Anyway, we just got back from our second getaway, which was an overnight beach trip. I’m not even going to pretend that I can describe how perfect it was. The moment my feet sank into the sand and saltwater, every single exhausting, scratchy, soul sucking thought drained away, and I felt such an immense peace. I sent up a silent prayer of thanks for this opportunity to recharge, and then dedicated the time to watching G be her mermaid self, occasionally calling her back from going too far out, but mostly just loving how carefree we could be. She came back to the shallow water and while she lolled in the wet sand, we talked about all the foods she was going to indulge in, and then acted out in interpretive dance all the terrible consequences for eating each thing–Diabetes! we shouted into the noisy sea. Obesity! Acne! And because it deserved a twirl, I twirled while she yelled Constipation! It was so ridiculous and early teen and hilarious. Let’s just go ahead and explore the worst case scenarios while we are staring at the beautiful, changeful Atlantic Ocean. It gets exhausting to be so good all the time. Siblings of autism know how that feels every moment of every single day. We tossed all our cares into the ocean, shouted out our fears, and walked back in silence. I like to believe that Mother Nature understood. She is, after all, the mother of mothers, and has held in her womb the deepest reflections and secrets of her daughters through every era of history.

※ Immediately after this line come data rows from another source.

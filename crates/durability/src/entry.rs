//! Log entry model and encoding.
//!
//! A tablet's WAL holds two kinds of records. A REPLICATE proposes an
//! operation: it carries the operation id assigned by consensus and the
//! operation body. A COMMIT finalizes an earlier proposal: it carries the
//! committed operation's id (never its own), the commit timestamp, and the
//! per-row outcomes.
//!
//! ## Entry Format
//!
//! ```text
//! [length: u32][tag: u8][payload: bytes][crc32: u32]
//! ```
//!
//! - **length**: size of tag + payload + crc (NOT including length itself)
//! - **tag**: entry type tag (1=Replicate, 2=Commit)
//! - **payload**: bincode-serialized `LogEntry`
//! - **crc32**: checksum over \[tag\]\[payload\]
//!
//! The length prefix enables reading variable-sized entries, the tag keeps
//! the format open to new record kinds, and the CRC detects bit flips and
//! partial writes at the tail of a crashed segment.

use crc32fast::Hasher;
use plateau_core::clock::Timestamp;
use plateau_core::quorum::Quorum;
use plateau_core::row_ops::RowOperation;
use plateau_core::schema::Schema;
use plateau_core::OpId;
use serde::{Deserialize, Serialize};

/// Entry type tags.
const TAG_REPLICATE: u8 = 1;
const TAG_COMMIT: u8 = 2;

/// Cap on the entry description strings embedded in error messages.
const MAX_DEBUG_LEN: usize = 500;

/// One record in a WAL segment.
#[derive(Debug, Clone, PartialEq, Serialize, Deserialize)]
pub enum LogEntry {
    /// A tentative operation proposed by consensus.
    Replicate(ReplicateMsg),
    /// The outcome of an earlier proposal.
    Commit(CommitMsg),
}

impl LogEntry {
    /// A truncated human-readable description for error messages.
    ///
    /// Capped at 500 characters so a large write body cannot drown the
    /// information that follows it in a log line.
    pub fn short_debug(&self) -> String {
        let mut s = format!("{:?}", self);
        if s.len() > MAX_DEBUG_LEN {
            s.truncate(MAX_DEBUG_LEN);
            s.push_str("...");
        }
        s
    }

    fn tag(&self) -> u8 {
        match self {
            LogEntry::Replicate(_) => TAG_REPLICATE,
            LogEntry::Commit(_) => TAG_COMMIT,
        }
    }
}

/// A proposed operation.
#[derive(Debug, Clone, PartialEq, Serialize, Deserialize)]
pub struct ReplicateMsg {
    /// Operation id assigned by consensus.
    pub id: OpId,
    /// Timestamp assigned at proposal time.
    pub timestamp: Timestamp,
    /// The proposed operation.
    pub body: OperationBody,
}

/// The body of a proposed operation.
#[derive(Debug, Clone, PartialEq, Serialize, Deserialize)]
pub enum OperationBody {
    /// A batch of row operations.
    Write(WriteRequest),
    /// A schema change.
    AlterSchema(AlterSchemaRequest),
    /// A replica configuration change.
    ChangeConfig(ChangeConfigRequest),
}

impl OperationBody {
    /// The operation kind as a log-friendly name.
    pub fn kind_name(&self) -> &'static str {
        match self {
            OperationBody::Write(_) => "WRITE",
            OperationBody::AlterSchema(_) => "ALTER_SCHEMA",
            OperationBody::ChangeConfig(_) => "CHANGE_CONFIG",
        }
    }
}

/// The finalization of an earlier proposal.
///
/// A commit never carries its own operation id; it references the
/// replicate it applies to.
#[derive(Debug, Clone, PartialEq, Serialize, Deserialize)]
pub struct CommitMsg {
    /// Id of the replicate this commit finalizes.
    pub committed_op_id: OpId,
    /// What kind of operation was committed, or `Abort`.
    pub op_type: OpType,
    /// Commit timestamp. Invalid for aborts.
    pub timestamp: Timestamp,
    /// Per-row outcomes of the committed operation.
    pub result: TxResult,
}

/// Operation kind carried by a commit.
#[derive(Debug, Clone, Copy, PartialEq, Eq, Serialize, Deserialize)]
pub enum OpType {
    /// A row write batch.
    Write,
    /// A schema change.
    AlterSchema,
    /// A replica configuration change.
    ChangeConfig,
    /// The proposal was abandoned.
    Abort,
}

/// A batch of row operations against one tablet.
#[derive(Debug, Clone, PartialEq, Serialize, Deserialize)]
pub struct WriteRequest {
    /// Target tablet.
    pub tablet_id: String,
    /// Client schema the operations were encoded against.
    pub schema: Schema,
    /// The row operations, in client order.
    pub row_operations: Vec<RowOperation>,
}

/// A schema change request.
#[derive(Debug, Clone, PartialEq, Serialize, Deserialize)]
pub struct AlterSchemaRequest {
    /// The new schema, including its bumped version.
    pub schema: Schema,
}

/// A replica configuration change request.
#[derive(Debug, Clone, PartialEq, Serialize, Deserialize)]
pub struct ChangeConfigRequest {
    /// The proposed configuration.
    pub new_config: Quorum,
}

/// Per-operation outcomes of a committed write.
#[derive(Debug, Clone, Default, PartialEq, Serialize, Deserialize)]
pub struct TxResult {
    /// One result per row operation, in the same order.
    pub ops: Vec<OpResult>,
}

/// Outcome of a single row operation.
#[derive(Debug, Clone, Default, PartialEq, Serialize, Deserialize)]
pub struct OpResult {
    /// Why the operation failed, if it did.
    pub failed_status: Option<String>,
    /// The in-memory stores the operation mutated. Empty for failed ops.
    pub mutated_stores: Vec<MemStoreTarget>,
}

impl OpResult {
    /// A successful outcome that mutated the given stores.
    pub fn success(mutated_stores: Vec<MemStoreTarget>) -> Self {
        OpResult {
            failed_status: None,
            mutated_stores,
        }
    }

    /// A failed outcome.
    pub fn failed(status: impl Into<String>) -> Self {
        OpResult {
            failed_status: Some(status.into()),
            mutated_stores: Vec::new(),
        }
    }

    /// Whether the operation failed.
    pub fn is_failed(&self) -> bool {
        self.failed_status.is_some()
    }
}

/// The in-memory store a row operation was written into.
#[derive(Debug, Clone, Copy, PartialEq, Eq, Serialize, Deserialize)]
pub enum MemStoreTarget {
    /// Written into the memrowset with this id.
    MemRowSet {
        /// Memrowset id, compared against the tablet's last durable one.
        mrs_id: u64,
    },
    /// Written into a delta memstore belonging to an on-disk rowset.
    DeltaMemStore {
        /// Owning rowset id.
        rs_id: u64,
        /// Delta memstore id, compared against the rowset's last durable
        /// redo delta id.
        dms_id: u64,
    },
}

/// Entry codec errors.
#[derive(Debug, Clone, PartialEq, Eq, thiserror::Error)]
pub enum EntryCodecError {
    /// The buffer ends before the entry does. Expected at the tail of a
    /// segment that was being appended to when the process died.
    #[error("incomplete entry: buffer ends mid-record")]
    InsufficientData,

    /// The stored checksum does not match the recomputed one.
    #[error("entry checksum mismatch: stored {stored:#010x}, computed {computed:#010x}")]
    ChecksumMismatch {
        /// Checksum read from the entry frame.
        stored: u32,
        /// Checksum recomputed over the frame contents.
        computed: u32,
    },

    /// The type tag is not one this version understands.
    #[error("unknown entry tag {0}")]
    UnknownTag(u8),

    /// The checksum was valid but the payload could not be deserialized.
    /// This is a format incompatibility, not data corruption.
    #[error("entry payload could not be decoded: {0}")]
    Payload(String),
}

/// Encode an entry into its framed byte representation.
pub fn encode_entry(entry: &LogEntry) -> Result<Vec<u8>, EntryCodecError> {
    let payload = bincode::serialize(entry).map_err(|e| EntryCodecError::Payload(e.to_string()))?;

    let total_len = 1 + payload.len() + 4;
    let mut buf = Vec::with_capacity(4 + total_len);
    buf.extend_from_slice(&(total_len as u32).to_le_bytes());
    buf.push(entry.tag());
    buf.extend_from_slice(&payload);

    let mut hasher = Hasher::new();
    hasher.update(&[entry.tag()]);
    hasher.update(&payload);
    buf.extend_from_slice(&hasher.finalize().to_le_bytes());

    Ok(buf)
}

/// Decode one entry from the front of `buf`.
///
/// Returns the entry and the number of bytes consumed.
pub fn decode_entry(buf: &[u8]) -> Result<(LogEntry, usize), EntryCodecError> {
    if buf.len() < 4 {
        return Err(EntryCodecError::InsufficientData);
    }
    let total_len = u32::from_le_bytes([buf[0], buf[1], buf[2], buf[3]]) as usize;
    if total_len < 5 {
        // A frame is at least tag + empty payload + crc. Anything shorter
        // means the length field itself is garbage.
        return Err(EntryCodecError::Payload(format!(
            "frame length {} is impossibly small",
            total_len
        )));
    }
    if buf.len() < 4 + total_len {
        return Err(EntryCodecError::InsufficientData);
    }

    let frame = &buf[4..4 + total_len];
    let tag = frame[0];
    let payload = &frame[1..total_len - 4];
    let stored = u32::from_le_bytes([
        frame[total_len - 4],
        frame[total_len - 3],
        frame[total_len - 2],
        frame[total_len - 1],
    ]);

    let mut hasher = Hasher::new();
    hasher.update(&[tag]);
    hasher.update(payload);
    let computed = hasher.finalize();
    if stored != computed {
        return Err(EntryCodecError::ChecksumMismatch { stored, computed });
    }

    if tag != TAG_REPLICATE && tag != TAG_COMMIT {
        return Err(EntryCodecError::UnknownTag(tag));
    }

    let entry: LogEntry =
        bincode::deserialize(payload).map_err(|e| EntryCodecError::Payload(e.to_string()))?;
    if entry.tag() != tag {
        return Err(EntryCodecError::Payload(format!(
            "entry tag {} disagrees with payload variant",
            tag
        )));
    }

    Ok((entry, 4 + total_len))
}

I thought about A the whole time. He sounded, by all accounts, happy to have some quiet moments, and was enjoying himself thoroughly with the babysitter. He clearly needed to put his Family Management backpack down too.
I have been mulling over this next stage of parenting him–how to grow together as he becomes all masculine and strong willed and privacy seeking. He got upset with me a few days ago, and he marched up to his bedroom and slammed the door, and I had a rueful laugh because it was such a growing up thing to do, so different from his previous little-boy persona that we had been so accustomed to.
We got home this afternoon from the beach, and A was pretty thrilled to see us. He immediately put us to work, and returned to scolding his dad for sneezing, went along in the car to drop the babysitter at her Manhattan-bound bus, and he had me feed him his dhal and rice, little tyrant, but he was beaming the whole time. And when he sat on my lap and flexed his broadening shoulders at me to indicate that he wanted to play, I forgot about everything except his naughty face and how it imprinted itself on every Jersey shore wave I zoned out on.
And so it goes. The seductive pull of the sea of dreams, where an autism mom can pretend for a while that she is free of the endless vigil that will always be her destiny. The equally powerful pull of love towards the boy who will not be a boy forever. He is developing his own desire to be free, and we are finding ways to honor that. For now, though, it’s almost time to put the golden, sweaty days of summer away, and to usher in the new school year. Holidays are not easy for autism families, but I’m kind of heartbroken that A is going to stomp into another academic year and get all mature and independent. It’s natural and good, and I loathe it. We ebb and flow, just like the moody Atlantic.
*Please refer to my previous essay “Playing the Autism Anthem” for groan-inducing clarity.